__Required work__
When a line in the entries contains the word "from", copy that line in full.
- Opening Delimiter -
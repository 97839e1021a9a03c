// crates/tb_algo/src/sizing.rs
//
// Bracket shape arithmetic. Slot counts are powers of two from the supported
// set; everything else (round count, per-round match count) derives from it.

use tb_core::variables::{is_supported_size, MAX_BRACKET_SIZE, SUPPORTED_BRACKET_SIZES};

/// Smallest supported slot count that can hold `count` participants.
/// Returns `None` when `count` exceeds the largest supported size.
pub fn covering_size(count: usize) -> Option<usize> {
    if count > MAX_BRACKET_SIZE {
        return None;
    }
    SUPPORTED_BRACKET_SIZES.iter().copied().find(|&s| s >= count)
}

/// True iff `count` fills a supported bracket exactly (no byes needed).
#[inline]
pub fn is_exact_fit(count: usize) -> bool {
    is_supported_size(count)
}

/// Number of rounds, `log2(slots)`. `slots` must be a power of two.
#[inline]
pub fn round_count(slots: usize) -> u32 {
    debug_assert!(slots.is_power_of_two());
    slots.trailing_zeros()
}

/// Matches in 1-based `round`: `slots / 2^round`.
#[inline]
pub fn match_count(slots: usize, round: u32) -> usize {
    slots >> round
}

/// Number of bye slots when `count` participants fill `slots`.
#[inline]
pub fn bye_count(slots: usize, count: usize) -> usize {
    slots.saturating_sub(count)
}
- Closing Delimiter -
__Reply__
// Bracket shape arithmetic. Slot counts are powers of two from the supported
// set; everything else (round count, per-round match count) derives from it.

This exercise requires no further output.